Exploring genetic susceptibility to cancer in diverse populations

Abstract

Incidence rates for many cancers differ markedly by race/ethnicity and furthering our understanding of the genetic and environmental causes of such disparities is a scientific and public health need. Genome-wide association studies (GWAS) are widely acknowledged to provide important information about the etiology of common cancers. To date, these studies have been primarily conducted in European-derived populations. There are important reasons for extending the reach of GWAS studies to other groups and for conducting multiethnic genetic studies involving multiple populations and admixed populations.
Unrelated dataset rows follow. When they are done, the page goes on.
//! Seams to the outside world.
//!
//! Everything that talks to a chain, a signer, or an attestation service is
//! reached through the traits in this module. Production implementations live
//! in [`crate::providers`]; [`crate::testing`] has fakes that script responses
//! and record calls, so transfer flows can be exercised without a network.
//!
//! # Example: a VAA source backed by a map
//!
//! ```rust
//! use std::collections::HashMap;
//!
//! use alloy_primitives::Bytes;
//! use async_trait::async_trait;
//! use vaa_rs::traits::VaaProvider;
//! use vaa_rs::{Result, WormholeMessageId};
//!
//! struct Cached(HashMap<WormholeMessageId, Bytes>);
//!
//! #[async_trait]
//! impl VaaProvider for Cached {
//!     async fn get_vaa_bytes(&self, id: &WormholeMessageId) -> Result<Option<Bytes>> {
//!         Ok(self.0.get(id).cloned())
//!     }
//! }
//! ```

use std::sync::Arc;
use std::time::{Duration, Instant};

use alloy_primitives::{Bytes, B256, U256};
use async_trait::async_trait;
use futures::stream::BoxStream;

use crate::address::UniversalAddress;
use crate::chain::{Chain, ChainAddress};
use crate::error::{Result, VaaError};
use crate::transfer::{TokenAddress, TransactionId};
use crate::vaa::{Vaa, WormholeMessageId};

/// A transaction built by a bridge client, ready to be signed
#[derive(Debug, Clone, PartialEq, Eq)]
pub struct UnsignedTransaction {
    pub chain: Chain,
    /// Short human-readable label, e.g. `"TokenBridge.transferTokens"`
    pub description: String,
    /// Platform-specific encoding the signer understands
    pub data: Bytes,
    /// Whether the transaction may be sent in one batch with the ones after it
    pub stackable: bool,
}

/// Lazy sequence of transactions produced by a bridge client.
pub type TxStream<'a> = BoxStream<'a, Result<UnsignedTransaction>>;

/// Source of signed VAAs.
#[async_trait]
pub trait VaaProvider: Send + Sync {
    /// Fetches the signed VAA for `id`.
    ///
    /// Returns `Ok(None)` while the VAA is not available yet; errors are
    /// reserved for failures that retrying will not fix (except
    /// [`VaaError::RateLimitExceeded`]).
    async fn get_vaa_bytes(&self, id: &WormholeMessageId) -> Result<Option<Bytes>>;
}

/// Source of Circle CCTP attestations.
#[async_trait]
pub trait CircleAttestationProvider: Send + Sync {
    /// Fetches the attestation of the Circle message with keccak256 hash
    /// `message_hash`, or `Ok(None)` while it is still pending.
    async fn get_circle_attestation(&self, message_hash: B256) -> Result<Option<Bytes>>;
}

/// Time source, so polling can be fast-forwarded in tests.
#[async_trait]
pub trait Clock: Send + Sync {
    async fn sleep(&self, duration: Duration);

    fn now(&self) -> Instant;
}

/// Signs and broadcasts transactions on one chain.
#[async_trait]
pub trait Signer: Send + Sync {
    fn chain(&self) -> Chain;

    fn address(&self) -> UniversalAddress;

    /// Signs, sends and waits for `transactions`, returning their ids in order.
    async fn sign_and_send(&self, transactions: Vec<UnsignedTransaction>) -> Result<Vec<TransactionId>>;
}

/// Outbound token transfer handed to a bridge client
#[derive(Debug, Clone, PartialEq, Eq)]
pub struct TokenTransferRequest {
    pub sender: UniversalAddress,
    pub recipient: ChainAddress,
    pub token: TokenAddress,
    pub amount: U256,
    pub payload: Option<Bytes>,
    /// Native gas the relayer should drop off at the recipient (automatic only)
    pub native_gas: Option<U256>,
}

/// Outbound USDC transfer handed to a Circle bridge client
#[derive(Debug, Clone, PartialEq, Eq)]
pub struct CircleTransferRequest {
    pub sender: UniversalAddress,
    pub recipient: ChainAddress,
    pub amount: U256,
    pub payload: Option<Bytes>,
    pub native_gas: Option<U256>,
}

/// Manual token bridge: the user redeems on the destination chain.
pub trait TokenBridgeClient: Send + Sync {
    fn transfer(&self, request: TokenTransferRequest) -> TxStream<'_>;

    /// Redeems a `TokenBridge:Transfer` or `TokenBridge:TransferWithPayload` VAA.
    fn redeem(&self, sender: UniversalAddress, vaa: Vaa) -> TxStream<'_>;
}

/// Token bridge relayer: the relayer redeems on the user's behalf.
pub trait AutomaticTokenBridgeClient: Send + Sync {
    /// Contract transfers are addressed to on the destination chain.
    fn relayer_address(&self) -> UniversalAddress;

    fn transfer(&self, request: TokenTransferRequest) -> TxStream<'_>;

    /// Redeems a `AutomaticTokenBridge:TransferWithRelay` VAA.
    fn redeem(&self, sender: UniversalAddress, vaa: Vaa) -> TxStream<'_>;
}

/// Manual CCTP: burn on the source chain, mint with Circle's attestation.
pub trait CircleBridgeClient: Send + Sync {
    fn transfer(&self, request: CircleTransferRequest) -> TxStream<'_>;

    fn redeem(&self, sender: UniversalAddress, message: Bytes, attestation: Bytes) -> TxStream<'_>;
}

/// CCTP through the Wormhole Circle integration, completed by a relayer.
pub trait AutomaticCircleBridgeClient: Send + Sync {
    fn transfer(&self, request: CircleTransferRequest) -> TxStream<'_>;
}

/// Everything the transfer machinery needs from one chain.
///
/// Bridge clients default to [`VaaError::ProtocolNotSupported`] so contexts
/// only implement the protocols deployed on their chain.
#[async_trait]
pub trait ChainContext: Send + Sync {
    fn chain(&self) -> Chain;

    fn token_bridge(&self) -> Result<Arc<dyn TokenBridgeClient>> {
        Err(not_supported("TokenBridge", self.chain()))
    }

    fn automatic_token_bridge(&self) -> Result<Arc<dyn AutomaticTokenBridgeClient>> {
        Err(not_supported("AutomaticTokenBridge", self.chain()))
    }

    fn circle_bridge(&self) -> Result<Arc<dyn CircleBridgeClient>> {
        Err(not_supported("CircleBridge", self.chain()))
    }

    fn automatic_circle_bridge(&self) -> Result<Arc<dyn AutomaticCircleBridgeClient>> {
        Err(not_supported("AutomaticCircleBridge", self.chain()))
    }

    /// Wormhole messages emitted by the core bridge in `txid`.
    async fn parse_transaction(&self, txid: &TransactionId) -> Result<Vec<WormholeMessageId>>;

    /// Raw Circle messages emitted by the MessageTransmitter in `txid`.
    async fn parse_circle_transaction(&self, txid: &TransactionId) -> Result<Vec<Bytes>> {
        let _ = txid;
        Err(not_supported("CircleBridge", self.chain()))
    }
}

pub(crate) fn not_supported(protocol: &str, chain: Chain) -> VaaError {
    VaaError::ProtocolNotSupported {
        protocol: protocol.to_string(),
        chain,
    }
}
These include a (1) need to discover the full scope of variants that affect risk of disease in all populations, (2) furthering the understanding of disease pathways, and (3) to assist in fine-mapping of genetic associations by exploiting the differences in linkage disequilibrium between populations to narrow the range of marker alleles demarking regions that contain a true biologically relevant variant. Challenges to multiethnic studies relating to study power, control for hidden population structure, imputation, and use of shared controls for multiple cancer endpoints are discussed.

Figure 1

Multiple risk regions for prostate cancer identified in a multiethnic sample. Figure adapted from Haiman et al. [19]. A) The location of an ancestry signal at 8q24 from an admixture-based genome-wide scan conducted in African American men. B) Fine-mapping of the putative 8q24 risk locus in prostate cancer cases and controls from five racial/ethnic populations. P-values for each SNP highlight multiple regions harboring common risk alleles for prostate cancer that are defined by independent and highly statistically significant associations.